Discussions from the deputy

August 2008 - Posts

Yesterday I joined the ranks of returning holiday-makers whose only desperate thought as they turn on their PC is about the sheer scale of their creaking email inbox. I was only away for a week, but in that short space of time I had accumulated nearly 550 of the little monsters. Before you think I’m bragging, let me say categorically I am not. In fact I felt deflated. Nay, I felt I needed another holiday. I’m pretty sure I’m not the first to pass comment on this first-day-back siege. Neither will I be the last, but various discussions with friends about this curse of modern life have been illuminating. I’ve learned that there are those – I’m talking about men here – who equate the size of their inbox with the size of their ‘box’ in general. The bigger the better. Emails equal importance. The more you have, the more indispensable you are. You are the top dog. This is frankly ridiculous. It’s about time these simpletons grew up. Anyone who saw my pre-holiday out-of-office message will have noted the slightly brusque manner in which I begged on bended knee not to be mailed: “I’m now on holiday. If you get this email, can you please refrain from sending any more till after I get back. I get absolutely deluged, and it'll help me deal with your query sooner.” Other people I’ve talked to, however, think it’s me who is ridiculous. "How could you possibly wait till you get back to check your emails?" commented one aghast friend. "I find it much less stressful if I log on for 10 minutes every day and delete or pass on what’s come in. Then I can get on with my holiday knowing that nothing’s going on I need to worry about." I’m as shocked as they are, but I’m saddened too. Is this the future of holidays? What misery if it is. As much as I loathe the predictable monotony of the morning back, I wouldn’t swap it for the intrusion into my holiday that checking my emails daily would involve. Call me old-fashioned, but holiday is holiday. And, if you do get back to someone too late, you can always use the problem that email creates to your advantage. "Oh, I’m still going through my inbox" I can comfortably say – even if it’s two or three days later. Well, if you can’t beat it, you might as well use it to your advantage!

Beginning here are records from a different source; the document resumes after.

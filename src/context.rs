// SPDX-License-Identifier: MIT OR Apache-2.0
//! Execution contexts: the places reader tasks run.
//!
//! An [`ExecutionContext`] is usually one per OS thread. A thread enters a context
//! with [`ExecutionContext::enter`]; from then on every read acquisition made by a
//! task polled on that thread is counted against that context's reader counter.
//! Because the counter is only touched by the threads running in the context, the
//! reader fast path never bounces a cache line between contexts.
//!
//! A task that suspends on one thread and is resumed on another simply counts
//! against whichever context is current when it next runs. Individual counters can
//! therefore drift positive or negative; only their sum (plus the orphan bucket of
//! the [`GraphLock`](crate::GraphLock)) means anything.

use std::cell::RefCell;
use std::fmt;
use std::marker::PhantomData;
use std::sync::Arc;
use std::sync::atomic::{AtomicI64, AtomicU64, Ordering};

static NEXT_CONTEXT_ID: AtomicU64 = AtomicU64::new(1);

/// Owner id of a context that isn't registered with any lock.
pub(crate) const NO_OWNER: u64 = 0;

thread_local! {
    static CURRENT: RefCell<Option<ExecutionContext>> = const { RefCell::new(None) };
}

#[derive(Debug)]
pub(crate) struct ContextInner {
    pub(crate) id: u64,
    name: Option<String>,
    pub(crate) reader_count: AtomicI64,
    /// Id of the [`GraphLock`](crate::GraphLock) this context is registered with.
    pub(crate) owner: AtomicU64,
}

impl ContextInner {
    pub(crate) fn is_owned_by(&self, lock_id: u64) -> bool {
        self.owner.load(Ordering::Relaxed) == lock_id
    }
}

/// An independent scheduling domain that can host reader tasks.
///
/// Cloning an `ExecutionContext` yields another handle to the same context.
///
/// # Examples
///
/// ```
/// use graph_access_lock::{ExecutionContext, GraphLock};
///
/// let lock = GraphLock::new();
/// let ctx = ExecutionContext::named("worker-0");
/// lock.register_context(&ctx).unwrap();
///
/// let _entered = ctx.enter();
/// lock.acquire_read_blocking();
/// assert_eq!(ctx.reader_count(), 1);
/// lock.release_read();
/// assert_eq!(ctx.reader_count(), 0);
/// ```
#[derive(Clone)]
pub struct ExecutionContext {
    inner: Arc<ContextInner>,
}

impl ExecutionContext {
    /// Creates a new, unregistered context.
    pub fn new() -> Self {
        Self::with_name(None)
    }

    /// Creates a new, unregistered context with a name used in log output.
    pub fn named(name: impl Into<String>) -> Self {
        Self::with_name(Some(name.into()))
    }

    fn with_name(name: Option<String>) -> Self {
        ExecutionContext {
            inner: Arc::new(ContextInner {
                id: NEXT_CONTEXT_ID.fetch_add(1, Ordering::Relaxed),
                name,
                reader_count: AtomicI64::new(0),
                owner: AtomicU64::new(NO_OWNER),
            }),
        }
    }

    /// A process-unique identifier for this context.
    pub fn id(&self) -> u64 {
        self.inner.id
    }

    pub fn name(&self) -> Option<&str> {
        self.inner.name.as_deref()
    }

    /// The reader counter attributed to this context.
    ///
    /// This is a diagnostic: readers that migrated between contexts make the
    /// value meaningless on its own, and it may be negative.
    pub fn reader_count(&self) -> i64 {
        self.inner.reader_count.load(Ordering::Relaxed)
    }

    /// Whether this context is currently registered with some lock.
    pub fn is_registered(&self) -> bool {
        self.inner.owner.load(Ordering::Relaxed) != NO_OWNER
    }

    /// Makes this the current context of the calling thread.
    ///
    /// The previous context (if any) is restored when the returned guard is
    /// dropped, so entering nests.
    pub fn enter(&self) -> EnterGuard {
        let previous = CURRENT.with(|current| current.replace(Some(self.clone())));
        EnterGuard {
            previous,
            _not_send: PhantomData,
        }
    }

    /// Returns the context the calling thread is running in, if any.
    pub fn current() -> Option<ExecutionContext> {
        CURRENT.with(|current| current.borrow().clone())
    }

    pub(crate) fn inner(&self) -> &Arc<ContextInner> {
        &self.inner
    }
}

/// Runs `f` against the calling thread's current context without cloning it.
pub(crate) fn with_current<R>(f: impl FnOnce(Option<&ContextInner>) -> R) -> R {
    CURRENT.with(|current| f(current.borrow().as_ref().map(|ctx| &*ctx.inner)))
}

impl Default for ExecutionContext {
    fn default() -> Self {
        ExecutionContext::new()
    }
}

impl PartialEq for ExecutionContext {
    fn eq(&self, other: &Self) -> bool {
        Arc::ptr_eq(&self.inner, &other.inner)
    }
}

impl Eq for ExecutionContext {}

impl fmt::Debug for ExecutionContext {
    fn fmt(&self, f: &mut fmt::Formatter<'_>) -> fmt::Result {
        f.debug_struct("ExecutionContext")
            .field("id", &self.inner.id)
            .field("name", &self.inner.name)
            .field("reader_count", &self.reader_count())
            .finish_non_exhaustive()
    }
}

impl fmt::Display for ExecutionContext {
    fn fmt(&self, f: &mut fmt::Formatter<'_>) -> fmt::Result {
        match &self.inner.name {
            Some(name) => write!(f, "{name}#{}", self.inner.id),
            None => write!(f, "context#{}", self.inner.id),
        }
    }
}

/// Restores the previously current context when dropped.
///
/// Returned by [`ExecutionContext::enter`]. Not `Send`: it must be dropped on the
/// thread that entered.
#[must_use = "the context is exited as soon as the guard is dropped"]
pub struct EnterGuard {
    previous: Option<ExecutionContext>,
    _not_send: PhantomData<*const ()>,
}

impl Drop for EnterGuard {
    fn drop(&mut self) {
        let previous = self.previous.take();
        CURRENT.with(|current| *current.borrow_mut() = previous);
    }
}

impl fmt::Debug for EnterGuard {
    fn fmt(&self, f: &mut fmt::Formatter<'_>) -> fmt::Result {
        f.debug_struct("EnterGuard")
            .field("previous", &self.previous)
            .finish()
    }
}
// SPDX-License-Identifier: MIT OR Apache-2.0
//! Error types.
//!
//! The lock itself has no recoverable failures: misuse is caught by assertions.
//! What remains are registry bookkeeping errors and the refusal of the `try_`
//! operations.

/// Error returned when a read cannot be taken without waiting.
///
/// Returned by [`GraphLock::try_acquire_read`](crate::GraphLock::try_acquire_read) and
/// [`GraphLock::try_read`](crate::GraphLock::try_read) while a writer is draining or
/// active.
///
/// # Examples
///
/// ```
/// use graph_access_lock::{ExecutionContext, GraphLock, NotAvailable};
///
/// let lock = GraphLock::new();
/// let ctx = ExecutionContext::new();
/// lock.register_context(&ctx).unwrap();
/// let _entered = ctx.enter();
///
/// lock.acquire_write();
/// assert_eq!(lock.try_acquire_read(), Err(NotAvailable));
/// lock.release_write();
/// assert_eq!(lock.try_acquire_read(), Ok(()));
/// lock.release_read();
/// ```
#[derive(Debug, Clone, Copy, PartialEq, Eq, Hash)]
pub struct NotAvailable;

impl std::fmt::Display for NotAvailable {
    fn fmt(&self, f: &mut std::fmt::Formatter<'_>) -> std::fmt::Result {
        write!(f, "graph is being written")
    }
}

impl std::error::Error for NotAvailable {}

/// Errors from registering and unregistering execution contexts.
#[derive(Debug, Clone, PartialEq, Eq, thiserror::Error)]
pub enum RegistryError {
    /// The context is already registered, with this lock or another one.
    #[error("execution context {context} is already registered")]
    AlreadyRegistered { context: u64 },
    /// The context is not registered with this lock.
    #[error("execution context {context} is not registered with this graph lock")]
    NotRegistered { context: u64 },
}
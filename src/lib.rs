// SPDX-License-Identifier: MIT OR Apache-2.0
//! A reader/writer lock for a graph that many execution contexts walk and one
//! coordinator mutates.
//!
//! Readers count themselves on their own [`ExecutionContext`], so concurrent walks
//! don't contend. The single writer flags its intent and waits for the sum of all
//! counters to reach zero. Readers that arrive while a writer is around queue up and
//! are resumed together when it releases.
//!
//! See [`GraphLock`] for the API and [`graph_lock`] for how the protocol works.
//!
//! # Examples
//!
//! ```
//! use graph_access_lock::{ExecutionContext, GraphLock};
//!
//! let lock = GraphLock::new();
//! let ctx = ExecutionContext::named("worker");
//! lock.register_context(&ctx).unwrap();
//!
//! let entered = ctx.enter();
//! let count = lock.with_read_blocking(|| 3);
//! assert_eq!(count, 3);
//! drop(entered);
//!
//! lock.with_write(|| {
//!     lock.assert_writable();
//! });
//!
//! lock.unregister_context(&ctx).unwrap();
//! ```

pub mod admission;
mod context;
mod error;
pub mod graph_lock;
mod guard;
mod registry;
mod spinlock;

#[cfg(test)]
mod sync_tests;
#[cfg(test)]
mod test_executor;

pub use admission::{Admission, NoAdmission};
pub use context::{EnterGuard, ExecutionContext};
pub use error::{NotAvailable, RegistryError};
pub use graph_lock::{GraphLock, LockSnapshot, WriterState};
pub use guard::{ReadGuard, WriteGuard};
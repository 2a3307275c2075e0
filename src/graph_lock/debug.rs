// SPDX-License-Identifier: MIT OR Apache-2.0
use super::WRITING;
use super::inner::GraphLock;
use std::sync::atomic::Ordering;
use std::thread;

const READABLE_SCANS: usize = 4;

impl GraphLock {
    /// Asserts the caller may read the graph.
    ///
    /// Passes on the coordinator, or while any read is outstanding. The check is on
    /// the total because a task's reads can't be told apart from its neighbours'
    /// once they migrate. A single scan of the counters can read low while other
    /// reads migrate, so the total is rescanned a few times before failing.
    /// Compiles to nothing without `debug_assertions`.
    pub fn assert_readable(&self) {
        if cfg!(debug_assertions) && !self.is_coordinator() {
            assert_ne!(
                self.has_writer.load(Ordering::Acquire),
                WRITING,
                "{self}: graph read while the writer holds the graph lock"
            );
            let held = (0..READABLE_SCANS).any(|_| {
                let held = self.reader_count() > 0;
                if !held {
                    thread::yield_now();
                }
                held
            });
            assert!(held, "{self}: graph read without holding the graph lock");
        }
    }

    /// Asserts the caller may mutate the graph: it is the coordinator and holds the
    /// write lock. Compiles to nothing without `debug_assertions`.
    pub fn assert_writable(&self) {
        if cfg!(debug_assertions) {
            assert!(
                self.is_coordinator(),
                "{self}: graph write off the coordinator thread"
            );
            assert_eq!(
                self.has_writer.load(Ordering::Acquire),
                WRITING,
                "{self}: graph write without holding the graph lock"
            );
        }
    }
}
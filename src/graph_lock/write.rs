// SPDX-License-Identifier: MIT OR Apache-2.0
use super::inner::GraphLock;
use super::{DRAINING, NO_WRITER, WRITING};
use crate::guard::WriteGuard;
use std::sync::atomic::{Ordering, fence};
use std::thread;

impl GraphLock {
    /// Acquires the graph for writing, blocking the calling thread until no reader
    /// holds it.
    ///
    /// Admission is paused first so the reader total can reach zero. The writer then
    /// waits with its intent flag clear, so that in-flight readers which need further
    /// reads to finish can still get them. Once the total is zero it flags its intent,
    /// fences and recounts. A reader that slipped in between the two counts sends it
    /// back to waiting.
    ///
    /// There is no timeout. Calling this from a thread that some reader depends on
    /// for progress deadlocks.
    ///
    /// # Panics
    ///
    /// If a writer is already draining or active, and in debug builds if the caller
    /// isn't the coordinator.
    ///
    /// # Examples
    ///
    /// ```
    /// use graph_access_lock::{GraphLock, WriterState};
    ///
    /// let lock = GraphLock::new();
    /// lock.acquire_write();
    /// assert_eq!(lock.writer_state(), WriterState::Writing);
    /// lock.release_write();
    /// assert_eq!(lock.writer_state(), WriterState::Idle);
    /// ```
    pub fn acquire_write(&self) {
        assert_eq!(
            self.has_writer.load(Ordering::Relaxed),
            NO_WRITER,
            "{self}: acquire_write while a writer is already active"
        );
        debug_assert!(
            self.is_coordinator(),
            "{self}: acquire_write called off the coordinator thread"
        );
        log::debug!("{self}: acquiring for write");

        self.admission.pause();
        self.writer_thread
            .with_mut(|slot| *slot = Some(thread::current()));
        self.writer_waiting.store(true, Ordering::SeqCst);

        let mut retries = 0u32;
        loop {
            self.has_writer.store(NO_WRITER, Ordering::SeqCst);
            self.wait_for_readers();
            self.has_writer.store(DRAINING, Ordering::SeqCst);
            // Pairs with the fence between a reader's increment and its flag load.
            fence(Ordering::SeqCst);
            if self.reader_count() == 0 {
                break;
            }
            retries += 1;
            log::trace!("{self}: reader slipped in while draining, retry {retries}");
        }

        self.has_writer.store(WRITING, Ordering::SeqCst);
        self.writer_waiting.store(false, Ordering::SeqCst);
        self.writer_thread.with_mut(|slot| *slot = None);
        self.admission.resume();
        log::debug!("{self}: acquired for write");
    }

    fn wait_for_readers(&self) {
        loop {
            // Readers still run freely here, so a negative sum is a scan that caught
            // a migrating read half way. Only zero ends the wait.
            let readers = self.reader_count();
            if readers == 0 {
                return;
            }
            log::trace!("{self}: waiting for {readers} readers");
            thread::park_timeout(self.poll_interval);
        }
    }

    /// Releases the write lock and resumes every queued reader.
    ///
    /// # Panics
    ///
    /// If the write lock isn't held, and in debug builds if a read was released
    /// without a matching acquisition.
    pub fn release_write(&self) {
        assert_eq!(
            self.has_writer.load(Ordering::Relaxed),
            WRITING,
            "{self}: release_write without holding the write lock"
        );
        let waiters = {
            let mut registry = self.registry.lock_sync();
            // Nothing can be in flight while writing: readers that bumped a
            // counter since undo it on the same counter, so the sum can't read low.
            if cfg!(debug_assertions) {
                let readers = registry.reader_count();
                assert!(
                    readers >= 0,
                    "{self}: reader count went negative while writing: {readers}"
                );
            }
            self.has_writer.store(NO_WRITER, Ordering::Release);
            std::mem::take(&mut registry.wait_queue)
        };
        log::debug!("{self}: released write, waking {} readers", waiters.len());
        for waiter in waiters {
            waiter.wake();
        }
    }

    /// Acquires the write lock and returns a guard that releases it on drop.
    pub fn write(&self) -> WriteGuard<'_> {
        self.acquire_write();
        WriteGuard { lock: self }
    }

    /// Runs `f` while holding the write lock.
    ///
    /// # Examples
    ///
    /// ```
    /// use graph_access_lock::GraphLock;
    ///
    /// let lock = GraphLock::new();
    /// let mut edges = vec![(0, 1)];
    /// lock.with_write(|| edges.push((1, 2)));
    /// assert_eq!(edges.len(), 2);
    /// ```
    pub fn with_write<R, F: FnOnce() -> R>(&self, f: F) -> R {
        let _guard = self.write();
        f()
    }
}
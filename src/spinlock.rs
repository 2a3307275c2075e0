// SPDX-License-Identifier: MIT OR Apache-2.0
//! A spinlock for the handful of words that must be touched from the reader
//! release path.
//!
//! Readers kick a waiting writer from [`release_read`](crate::GraphLock::release_read),
//! which runs on every execution context. Taking the registry mutex there would
//! put a shared cache line back on the hot path, so the writer's wake slot lives
//! behind this lock instead. Critical sections are a clone or a store.

use std::cell::UnsafeCell;
use std::sync::atomic::{AtomicBool, Ordering};

#[derive(Debug, Default)]
pub(crate) struct Spinlock<T> {
    data: UnsafeCell<T>,
    locked: AtomicBool,
}

/// Releases the spinlock even if the closure unwinds.
struct Unlock<'a>(&'a AtomicBool);

impl Drop for Unlock<'_> {
    fn drop(&mut self) {
        self.0.store(false, Ordering::Release);
    }
}

impl<T> Spinlock<T> {
    pub(crate) const fn new(data: T) -> Self {
        Spinlock {
            data: UnsafeCell::new(data),
            locked: AtomicBool::new(false),
        }
    }

    /// Runs `f` with exclusive access to the protected value.
    ///
    /// Spins on a relaxed load between attempts so a waiting thread doesn't
    /// keep stealing the line from the holder.
    pub(crate) fn with_mut<F, R>(&self, f: F) -> R
    where
        F: FnOnce(&mut T) -> R,
    {
        while self
            .locked
            .compare_exchange_weak(false, true, Ordering::Acquire, Ordering::Relaxed)
            .is_err()
        {
            while self.locked.load(Ordering::Relaxed) {
                std::hint::spin_loop();
            }
        }
        let _unlock = Unlock(&self.locked);
        // SAFETY: `locked` was acquired above and is held until `_unlock` drops.
        unsafe { f(&mut *self.data.get()) }
    }
}

unsafe impl<T: Send> Send for Spinlock<T> {}
unsafe impl<T: Send> Sync for Spinlock<T> {}
// SPDX-License-Identifier: MIT OR Apache-2.0
//! Guard types for the graph lock.
//!
//! The lock protects no data of its own, so the guards carry no `Deref`. They exist
//! to tie a release to a scope.

use crate::GraphLock;

/// An outstanding read on a [`GraphLock`], released on drop.
///
/// Created by [`GraphLock::read`], [`GraphLock::read_blocking`] and
/// [`GraphLock::try_read`]. The guard may be moved to and dropped on another thread;
/// the release is then counted against that thread's context.
///
/// # Examples
///
/// ```
/// use graph_access_lock::{ExecutionContext, GraphLock};
///
/// let lock = GraphLock::new();
/// let ctx = ExecutionContext::new();
/// lock.register_context(&ctx).unwrap();
/// let _entered = ctx.enter();
///
/// {
///     let _a = lock.read_blocking();
///     let _b = lock.try_read().unwrap();
///     assert_eq!(lock.reader_count(), 2);
/// }
/// assert_eq!(lock.reader_count(), 0);
/// ```
#[derive(Debug)]
#[must_use = "the read is released as soon as the guard is dropped"]
pub struct ReadGuard<'a> {
    pub(crate) lock: &'a GraphLock,
}

/// The write lock on a [`GraphLock`], released on drop.
///
/// Created by [`GraphLock::write`].
///
/// # Examples
///
/// ```
/// use graph_access_lock::{GraphLock, WriterState};
///
/// let lock = GraphLock::new();
/// {
///     let _write = lock.write();
///     lock.assert_writable();
/// }
/// assert_eq!(lock.writer_state(), WriterState::Idle);
/// ```
#[derive(Debug)]
#[must_use = "the write lock is released as soon as the guard is dropped"]
pub struct WriteGuard<'a> {
    pub(crate) lock: &'a GraphLock,
}

impl Drop for ReadGuard<'_> {
    fn drop(&mut self) {
        self.lock.release_read();
    }
}

impl Drop for WriteGuard<'_> {
    fn drop(&mut self) {
        self.lock.release_write();
    }
}
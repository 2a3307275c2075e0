// SPDX-License-Identifier: MIT OR Apache-2.0
use super::{Builder, NO_WRITER, WriterState};
use crate::admission::Admission;
use crate::context::{ExecutionContext, NO_OWNER};
use crate::error::RegistryError;
use crate::registry::Registry;
use crate::spinlock::Spinlock;
use std::sync::Arc;
use std::sync::atomic::{AtomicBool, AtomicU8, AtomicU64, Ordering};
use std::thread::{self, ThreadId};
use std::time::Duration;
use wasm_safe_mutex::Mutex;

static NEXT_LOCK_ID: AtomicU64 = AtomicU64::new(1);

/// A reader/writer lock for a graph walked by many execution contexts and mutated
/// by one coordinator.
///
/// The lock protects no data of its own; it hands out permission to walk or to
/// rewire. The graph lives elsewhere.
///
/// - **Readers** run on any [`ExecutionContext`] registered with the lock, using
///   [`acquire_read`](Self::acquire_read) (async, suspends the task),
///   [`acquire_read_blocking`](Self::acquire_read_blocking) (parks the thread) or
///   [`try_acquire_read`](Self::try_acquire_read), and always
///   [`release_read`](Self::release_read). A release may happen on a different
///   context than the acquisition.
/// - **The writer** is the coordinator thread, using
///   [`acquire_write`](Self::acquire_write) and [`release_write`](Self::release_write).
///   There is only ever one coordinator, so writers never contend with each other.
///
/// Scoped variants ([`read`](Self::read), [`write`](Self::write), `with_*`) release
/// automatically.
///
/// # Examples
///
/// ```
/// use graph_access_lock::{ExecutionContext, GraphLock};
///
/// let lock = GraphLock::new();
/// let ctx = ExecutionContext::new();
/// lock.register_context(&ctx).unwrap();
///
/// {
///     let _entered = ctx.enter();
///     let _read = lock.read_blocking();
///     assert_eq!(lock.reader_count(), 1);
/// }
/// assert_eq!(lock.reader_count(), 0);
///
/// lock.unregister_context(&ctx).unwrap();
/// assert!(!lock.is_registered(&ctx));
/// ```
pub struct GraphLock {
    pub(crate) id: u64,
    name: Option<String>,
    pub(crate) coordinator: ThreadId,
    pub(crate) poll_interval: Duration,
    pub(crate) admission: Box<dyn Admission>,
    pub(crate) has_writer: AtomicU8,
    pub(crate) registry: Mutex<Registry>,
    /// Set for the whole of `acquire_write`; readers kick while it is set.
    pub(crate) writer_waiting: AtomicBool,
    pub(crate) writer_thread: Spinlock<Option<thread::Thread>>,
}

/// A point-in-time view of a [`GraphLock`], for diagnostics and tests.
#[derive(Debug, Clone, Copy, PartialEq, Eq)]
pub struct LockSnapshot {
    pub writer: WriterState,
    /// Readers in flight, orphans included. Same caveat as
    /// [`GraphLock::reader_count`].
    pub readers: i64,
    pub orphaned_readers: i64,
    /// Registered execution contexts.
    pub contexts: usize,
    /// Readers suspended waiting for the writer.
    pub waiting: usize,
}

impl GraphLock {
    /// Creates a lock whose coordinator is the calling thread.
    pub fn new() -> GraphLock {
        Builder::new().build()
    }

    pub(crate) fn from_builder(
        name: Option<String>,
        coordinator: ThreadId,
        poll_interval: Duration,
        admission: Box<dyn Admission>,
    ) -> GraphLock {
        GraphLock {
            id: NEXT_LOCK_ID.fetch_add(1, Ordering::Relaxed),
            name,
            coordinator,
            poll_interval,
            admission,
            has_writer: AtomicU8::new(NO_WRITER),
            registry: Mutex::new(Registry::default()),
            writer_waiting: AtomicBool::new(false),
            writer_thread: Spinlock::new(None),
        }
    }

    pub fn name(&self) -> Option<&str> {
        self.name.as_deref()
    }

    /// Whether the calling thread is this lock's coordinator.
    pub fn is_coordinator(&self) -> bool {
        thread::current().id() == self.coordinator
    }

    /// Adds `ctx` to the set of contexts that may host readers.
    ///
    /// # Panics
    ///
    /// If the context's reader counter isn't zero.
    pub fn register_context(&self, ctx: &ExecutionContext) -> Result<(), RegistryError> {
        let inner = ctx.inner();
        let mut registry = self.registry.lock_sync();
        if inner
            .owner
            .compare_exchange(NO_OWNER, self.id, Ordering::SeqCst, Ordering::Relaxed)
            .is_err()
        {
            return Err(RegistryError::AlreadyRegistered { context: ctx.id() });
        }
        assert_eq!(
            inner.reader_count.load(Ordering::SeqCst),
            0,
            "registering {ctx} with readers attributed to it"
        );
        registry.contexts.push(Arc::clone(inner));
        log::debug!("{self}: registered {ctx}");
        Ok(())
    }

    /// Removes `ctx`, moving the readers attributed to it into the orphan bucket.
    ///
    /// The host calls this right before the context goes away. No task may be
    /// running in the context at that point.
    pub fn unregister_context(&self, ctx: &ExecutionContext) -> Result<(), RegistryError> {
        let inner = ctx.inner();
        let mut registry = self.registry.lock_sync();
        let position = registry
            .position(inner)
            .ok_or(RegistryError::NotRegistered { context: ctx.id() })?;
        let orphaned = inner.reader_count.swap(0, Ordering::SeqCst);
        registry.orphaned_reader_count += orphaned;
        registry.contexts.remove(position);
        inner.owner.store(NO_OWNER, Ordering::SeqCst);
        log::debug!(
            "{self}: unregistered {ctx}, orphaned {orphaned} readers ({} total)",
            registry.orphaned_reader_count
        );
        Ok(())
    }

    pub fn is_registered(&self, ctx: &ExecutionContext) -> bool {
        ctx.inner().is_owned_by(self.id)
    }

    /// The number of readers in flight: the orphan bucket plus every registered
    /// context's counter.
    ///
    /// Exact when no read is in flight. While reads migrate between contexts the
    /// counters are summed mid-flight, and the result may be off in either
    /// direction, negative included.
    pub fn reader_count(&self) -> i64 {
        self.registry.lock_sync().reader_count()
    }

    pub fn orphaned_reader_count(&self) -> i64 {
        self.registry.lock_sync().orphaned_reader_count
    }

    pub fn writer_state(&self) -> WriterState {
        WriterState::from_raw(self.has_writer.load(Ordering::Acquire))
    }

    pub fn snapshot(&self) -> LockSnapshot {
        let registry = self.registry.lock_sync();
        LockSnapshot {
            writer: self.writer_state(),
            readers: registry.reader_count(),
            orphaned_readers: registry.orphaned_reader_count,
            contexts: registry.contexts.len(),
            waiting: registry.wait_queue.len(),
        }
    }

    /// Wakes the writer if it is waiting for readers to drain.
    pub(crate) fn kick(&self) {
        if let Some(writer) = self.writer_thread.with_mut(|slot| slot.clone()) {
            writer.unpark();
        }
    }
}

impl Default for GraphLock {
    fn default() -> Self {
        GraphLock::new()
    }
}

impl Drop for GraphLock {
    fn drop(&mut self) {
        let registry = self.registry.lock_sync();
        for ctx in &registry.contexts {
            ctx.owner.store(NO_OWNER, Ordering::SeqCst);
        }
    }
}

impl std::fmt::Debug for GraphLock {
    fn fmt(&self, f: &mut std::fmt::Formatter<'_>) -> std::fmt::Result {
        f.debug_struct("GraphLock")
            .field("id", &self.id)
            .field("name", &self.name)
            .field("writer", &self.writer_state())
            .finish_non_exhaustive()
    }
}

impl std::fmt::Display for GraphLock {
    fn fmt(&self, f: &mut std::fmt::Formatter<'_>) -> std::fmt::Result {
        match &self.name {
            Some(name) => write!(f, "graph lock {name}"),
            None => write!(f, "graph lock #{}", self.id),
        }
    }
}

I’ve always been told hearing worsens with age. I now have serious suspicions this is not true. I’m finding myself becoming increasingly interrupted by office noise. Not just the early-morning ‘how was your evening/weekend’ banter that is a pleasant part of social interaction, but the all-day inane conversations, fake phone chuckles, singing and alpha male boisterousness that seem to breed on my floor and drift my way without any derogation in volume. It’s got so bad I’ve actually started to question myself. I find myself asking – quietly – ‘Is it me?’. ‘Am I becoming less tolerant?’, ‘Am I a killjoy?’ ‘Is my communal compass spinning out of control?’ Happily for my sanity (or so my colleagues tell me), it is not only my problem. It is also a problem for them too. It is the environment in which we work. Sadly, for my sanity, I sense the issue will not go away. Upon deeper research, I find I’m not alone. A whopping one in three workers have apparently come close the resigning because of the irritating habits of their colleagues, according to Office Angels. Now, I’m not usually so tolerant of such fanciful-sounding claims, but this time I actually thinking this stat could be true. All of which poses one bigger question. Just when did it become acceptable for office ‘teams’ to be so raucous? Is this the way management theory and group dynamics is going? Human voices wouldn’t be so bad. It’s the fact my office noise is inexorably linked with ruler slapping, finger clicking, hand clapping, whooping, cheering, jeering, table thumping, foot tapping, finger drumming, and – and this really gets on my goat – keyboard bashing. These people attack (rather than caress) their keyboard, as if their existence depended on demonstrating that they’re typing. Alas, I fear regulation will not help me. A quick glance at the ‘Control of Noise at Work Regulations’ (last updated in 2005), shows employers must prevent staff from being exposed to 80dB over an eight hour period (equivalent to a tube train entering an underground station platform). This lower noise limit was reduced from 85dB, so things are slowly going in the right direction. But if anyone has ever researched lower-level, but continuous noise, and the impact it has on productivity, I’d gladly take a read of it. Open plan offices were once described as the office design of the future. Open to debate I think now.